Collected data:
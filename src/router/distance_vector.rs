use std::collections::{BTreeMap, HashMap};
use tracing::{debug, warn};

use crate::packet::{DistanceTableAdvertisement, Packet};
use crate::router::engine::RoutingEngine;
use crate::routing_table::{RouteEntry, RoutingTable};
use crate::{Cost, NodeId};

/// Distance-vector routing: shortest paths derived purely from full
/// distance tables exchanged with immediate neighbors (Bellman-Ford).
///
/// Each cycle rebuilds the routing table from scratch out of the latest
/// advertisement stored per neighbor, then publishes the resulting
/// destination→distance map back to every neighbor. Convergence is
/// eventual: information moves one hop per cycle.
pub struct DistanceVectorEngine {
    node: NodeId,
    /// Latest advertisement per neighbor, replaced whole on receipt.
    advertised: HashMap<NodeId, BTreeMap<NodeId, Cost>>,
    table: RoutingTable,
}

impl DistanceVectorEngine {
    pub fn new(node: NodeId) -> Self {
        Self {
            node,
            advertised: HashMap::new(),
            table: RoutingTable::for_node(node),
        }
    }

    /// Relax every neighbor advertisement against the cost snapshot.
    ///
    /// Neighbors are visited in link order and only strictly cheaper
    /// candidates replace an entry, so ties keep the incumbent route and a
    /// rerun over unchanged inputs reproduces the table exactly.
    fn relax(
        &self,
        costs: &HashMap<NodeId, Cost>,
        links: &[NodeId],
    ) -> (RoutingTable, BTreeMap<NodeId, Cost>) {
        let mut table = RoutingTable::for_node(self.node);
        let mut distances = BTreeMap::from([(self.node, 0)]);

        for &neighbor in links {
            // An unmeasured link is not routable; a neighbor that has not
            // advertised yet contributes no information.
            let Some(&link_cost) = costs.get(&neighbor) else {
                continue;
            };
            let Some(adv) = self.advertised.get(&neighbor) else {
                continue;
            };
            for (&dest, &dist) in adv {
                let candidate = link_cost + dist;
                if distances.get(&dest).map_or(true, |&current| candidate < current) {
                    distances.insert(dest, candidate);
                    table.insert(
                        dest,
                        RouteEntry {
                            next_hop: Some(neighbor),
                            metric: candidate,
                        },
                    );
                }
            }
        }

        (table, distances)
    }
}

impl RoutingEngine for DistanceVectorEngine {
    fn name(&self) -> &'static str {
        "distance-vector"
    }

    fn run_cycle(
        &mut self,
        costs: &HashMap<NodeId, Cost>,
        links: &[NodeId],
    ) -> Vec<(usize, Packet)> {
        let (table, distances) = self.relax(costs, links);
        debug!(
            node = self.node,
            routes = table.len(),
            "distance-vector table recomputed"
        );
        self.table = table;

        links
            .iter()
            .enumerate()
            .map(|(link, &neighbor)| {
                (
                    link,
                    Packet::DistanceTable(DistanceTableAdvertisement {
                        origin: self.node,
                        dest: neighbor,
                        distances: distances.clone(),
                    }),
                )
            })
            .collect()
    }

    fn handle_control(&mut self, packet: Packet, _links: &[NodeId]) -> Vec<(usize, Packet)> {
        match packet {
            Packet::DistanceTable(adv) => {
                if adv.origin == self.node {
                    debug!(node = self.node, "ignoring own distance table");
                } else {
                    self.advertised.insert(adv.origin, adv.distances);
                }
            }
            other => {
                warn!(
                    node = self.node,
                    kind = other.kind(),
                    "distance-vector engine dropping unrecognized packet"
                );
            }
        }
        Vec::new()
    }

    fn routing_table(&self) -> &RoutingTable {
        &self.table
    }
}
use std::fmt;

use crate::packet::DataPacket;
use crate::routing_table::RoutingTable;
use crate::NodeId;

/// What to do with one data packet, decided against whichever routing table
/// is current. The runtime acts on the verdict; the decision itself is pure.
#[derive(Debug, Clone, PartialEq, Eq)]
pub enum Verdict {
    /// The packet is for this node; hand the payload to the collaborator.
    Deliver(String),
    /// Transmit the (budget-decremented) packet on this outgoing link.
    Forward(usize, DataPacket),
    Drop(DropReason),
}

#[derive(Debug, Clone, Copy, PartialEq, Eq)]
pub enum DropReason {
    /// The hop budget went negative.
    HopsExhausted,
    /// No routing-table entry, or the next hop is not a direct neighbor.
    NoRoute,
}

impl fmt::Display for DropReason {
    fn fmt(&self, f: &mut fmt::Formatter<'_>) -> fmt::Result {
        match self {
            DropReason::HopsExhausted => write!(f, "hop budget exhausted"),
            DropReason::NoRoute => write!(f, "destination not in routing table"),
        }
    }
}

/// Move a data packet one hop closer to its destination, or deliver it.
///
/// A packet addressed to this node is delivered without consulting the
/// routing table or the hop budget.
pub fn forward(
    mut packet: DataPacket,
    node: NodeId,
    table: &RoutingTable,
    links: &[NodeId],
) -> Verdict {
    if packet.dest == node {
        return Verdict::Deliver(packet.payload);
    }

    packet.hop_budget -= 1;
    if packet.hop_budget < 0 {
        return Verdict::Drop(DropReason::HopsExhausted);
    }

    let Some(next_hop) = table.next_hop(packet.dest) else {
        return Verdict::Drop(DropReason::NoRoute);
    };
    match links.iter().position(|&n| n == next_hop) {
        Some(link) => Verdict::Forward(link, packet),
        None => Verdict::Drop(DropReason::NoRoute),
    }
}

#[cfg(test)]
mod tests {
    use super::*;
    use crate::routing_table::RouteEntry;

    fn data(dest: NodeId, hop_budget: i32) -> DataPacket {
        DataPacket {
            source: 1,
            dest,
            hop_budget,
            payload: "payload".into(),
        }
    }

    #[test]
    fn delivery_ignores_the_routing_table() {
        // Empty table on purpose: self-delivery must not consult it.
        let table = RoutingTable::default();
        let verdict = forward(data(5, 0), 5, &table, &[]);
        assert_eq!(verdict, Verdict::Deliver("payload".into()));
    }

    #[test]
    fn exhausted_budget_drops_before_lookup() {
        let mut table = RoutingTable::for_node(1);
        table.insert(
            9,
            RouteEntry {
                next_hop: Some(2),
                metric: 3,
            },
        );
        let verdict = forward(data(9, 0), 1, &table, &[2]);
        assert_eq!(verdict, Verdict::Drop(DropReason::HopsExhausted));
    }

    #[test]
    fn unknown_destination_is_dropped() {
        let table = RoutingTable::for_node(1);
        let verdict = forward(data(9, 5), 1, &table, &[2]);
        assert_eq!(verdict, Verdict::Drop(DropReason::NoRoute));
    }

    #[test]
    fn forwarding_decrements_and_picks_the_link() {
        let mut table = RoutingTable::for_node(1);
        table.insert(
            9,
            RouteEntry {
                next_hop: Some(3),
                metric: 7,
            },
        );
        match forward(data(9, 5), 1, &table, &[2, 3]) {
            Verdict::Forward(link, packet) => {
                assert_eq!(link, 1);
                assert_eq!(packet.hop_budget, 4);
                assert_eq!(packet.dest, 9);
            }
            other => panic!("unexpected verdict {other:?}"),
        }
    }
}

Assignment: Reproduce the data in full. Nothing in it may be altered.

Answer box:
filename src/router/distance_vector.rs
use std::collections::{BTreeMap, HashMap};
use tracing::{debug, warn};

use crate::packet::{DistanceTableAdvertisement, Packet};
use crate::router::engine::RoutingEngine;
use crate::routing_table::{RouteEntry, RoutingTable};
use crate::{Cost, NodeId};

/// Distance-vector routing: shortest paths derived purely from full
/// distance tables exchanged with immediate neighbors (Bellman-Ford).
///
/// Each cycle rebuilds the routing table from scratch out of the latest
/// advertisement stored per neighbor, then publishes the resulting
/// destination→distance map back to every neighbor. Convergence is
/// eventual: information moves one hop per cycle.
pub struct DistanceVectorEngine {
    node: NodeId,
    /// Latest advertisement per neighbor, replaced whole on receipt.
    advertised: HashMap<NodeId, BTreeMap<NodeId, Cost>>,
    table: RoutingTable,
}

impl DistanceVectorEngine {
    pub fn new(node: NodeId) -> Self {
        Self {
            node,
            advertised: HashMap::new(),
            table: RoutingTable::for_node(node),
        }
    }

    /// Relax every neighbor advertisement against the cost snapshot.
    ///
    /// Neighbors are visited in link order and only strictly cheaper
    /// candidates replace an entry, so ties keep the incumbent route and a
    /// rerun over unchanged inputs reproduces the table exactly.
    fn relax(
        &self,
        costs: &HashMap<NodeId, Cost>,
        links: &[NodeId],
    ) -> (RoutingTable, BTreeMap<NodeId, Cost>) {
        let mut table = RoutingTable::for_node(self.node);
        let mut distances = BTreeMap::from([(self.node, 0)]);

        for &neighbor in links {
            // An unmeasured link is not routable; a neighbor that has not
            // advertised yet contributes no information.
            let Some(&link_cost) = costs.get(&neighbor) else {
                continue;
            };
            let Some(adv) = self.advertised.get(&neighbor) else {
                continue;
            };
            for (&dest, &dist) in adv {
                let candidate = link_cost + dist;
                if distances.get(&dest).map_or(true, |&current| candidate < current) {
                    distances.insert(dest, candidate);
                    table.insert(
                        dest,
                        RouteEntry {
                            next_hop: Some(neighbor),
                            metric: candidate,
                        },
                    );
                }
            }
        }

        (table, distances)
    }
}

impl RoutingEngine for DistanceVectorEngine {
    fn name(&self) -> &'static str {
        "distance-vector"
    }

    fn run_cycle(
        &mut self,
        costs: &HashMap<NodeId, Cost>,
        links: &[NodeId],
    ) -> Vec<(usize, Packet)> {
        let (table, distances) = self.relax(costs, links);
        debug!(
            node = self.node,
            routes = table.len(),
            "distance-vector table recomputed"
        );
        self.table = table;

        links
            .iter()
            .enumerate()
            .map(|(link, &neighbor)| {
                (
                    link,
                    Packet::DistanceTable(DistanceTableAdvertisement {
                        origin: self.node,
                        dest: neighbor,
                        distances: distances.clone(),
                    }),
                )
            })
            .collect()
    }

    fn handle_control(&mut self, packet: Packet, _links: &[NodeId]) -> Vec<(usize, Packet)> {
        match packet {
            Packet::DistanceTable(adv) => {
                if adv.origin == self.node {
                    debug!(node = self.node, "ignoring own distance table");
                } else {
                    self.advertised.insert(adv.origin, adv.distances);
                }
            }
            other => {
                warn!(
                    node = self.node,
                    kind = other.kind(),
                    "distance-vector engine dropping unrecognized packet"
                );
            }
        }
        Vec::new()
    }

    fn routing_table(&self) -> &RoutingTable {
        &self.table
    }
}
use std::fmt;

use crate::packet::DataPacket;
use crate::routing_table::RoutingTable;
use crate::NodeId;

/// What to do with one data packet, decided against whichever routing table
/// is current. The runtime acts on the verdict; the decision itself is pure.
#[derive(Debug, Clone, PartialEq, Eq)]
pub enum Verdict {
    /// The packet is for this node; hand the payload to the collaborator.
    Deliver(String),
    /// Transmit the (budget-decremented) packet on this outgoing link.
    Forward(usize, DataPacket),
    Drop(DropReason),
}

#[derive(Debug, Clone, Copy, PartialEq, Eq)]
pub enum DropReason {
    /// The hop budget went negative.
    HopsExhausted,
    /// No routing-table entry, or the next hop is not a direct neighbor.
    NoRoute,
}

impl fmt::Display for DropReason {
    fn fmt(&self, f: &mut fmt::Formatter<'_>) -> fmt::Result {
        match self {
            DropReason::HopsExhausted => write!(f, "hop budget exhausted"),
            DropReason::NoRoute => write!(f, "destination not in routing table"),
        }
    }
}

/// Move a data packet one hop closer to its destination, or deliver it.
///
/// A packet addressed to this node is delivered without consulting the
/// routing table or the hop budget.
pub fn forward(
    mut packet: DataPacket,
    node: NodeId,
    table: &RoutingTable,
    links: &[NodeId],
) -> Verdict {
    if packet.dest == node {
        return Verdict::Deliver(packet.payload);
    }

    packet.hop_budget -= 1;
    if packet.hop_budget < 0 {
        return Verdict::Drop(DropReason::HopsExhausted);
    }

    let Some(next_hop) = table.next_hop(packet.dest) else {
        return Verdict::Drop(DropReason::NoRoute);
    };
    match links.iter().position(|&n| n == next_hop) {
        Some(link) => Verdict::Forward(link, packet),
        None => Verdict::Drop(DropReason::NoRoute),
    }
}

#[cfg(test)]
mod tests {
    use super::*;
    use crate::routing_table::RouteEntry;

    fn data(dest: NodeId, hop_budget: i32) -> DataPacket {
        DataPacket {
            source: 1,
            dest,
            hop_budget,
            payload: "payload".into(),
        }
    }

    #[test]
    fn delivery_ignores_the_routing_table() {
        // Empty table on purpose: self-delivery must not consult it.
        let table = RoutingTable::default();
        let verdict = forward(data(5, 0), 5, &table, &[]);
        assert_eq!(verdict, Verdict::Deliver("payload".into()));
    }

    #[test]
    fn exhausted_budget_drops_before_lookup() {
        let mut table = RoutingTable::for_node(1);
        table.insert(
            9,
            RouteEntry {
                next_hop: Some(2),
                metric: 3,
            },
        );
        let verdict = forward(data(9, 0), 1, &table, &[2]);
        assert_eq!(verdict, Verdict::Drop(DropReason::HopsExhausted));
    }

    #[test]
    fn unknown_destination_is_dropped() {
        let table = RoutingTable::for_node(1);
        let verdict = forward(data(9, 5), 1, &table, &[2]);
        assert_eq!(verdict, Verdict::Drop(DropReason::NoRoute));
    }

    #[test]
    fn forwarding_decrements_and_picks_the_link() {
        let mut table = RoutingTable::for_node(1);
        table.insert(
            9,
            RouteEntry {
                next_hop: Some(3),
                metric: 7,
            },
        );
        match forward(data(9, 5), 1, &table, &[2, 3]) {
            Verdict::Forward(link, packet) => {
                assert_eq!(link, 1);
                assert_eq!(packet.hop_budget, 4);
                assert_eq!(packet.dest, 9);
            }
            other => panic!("unexpected verdict {other:?}"),
        }
    }
}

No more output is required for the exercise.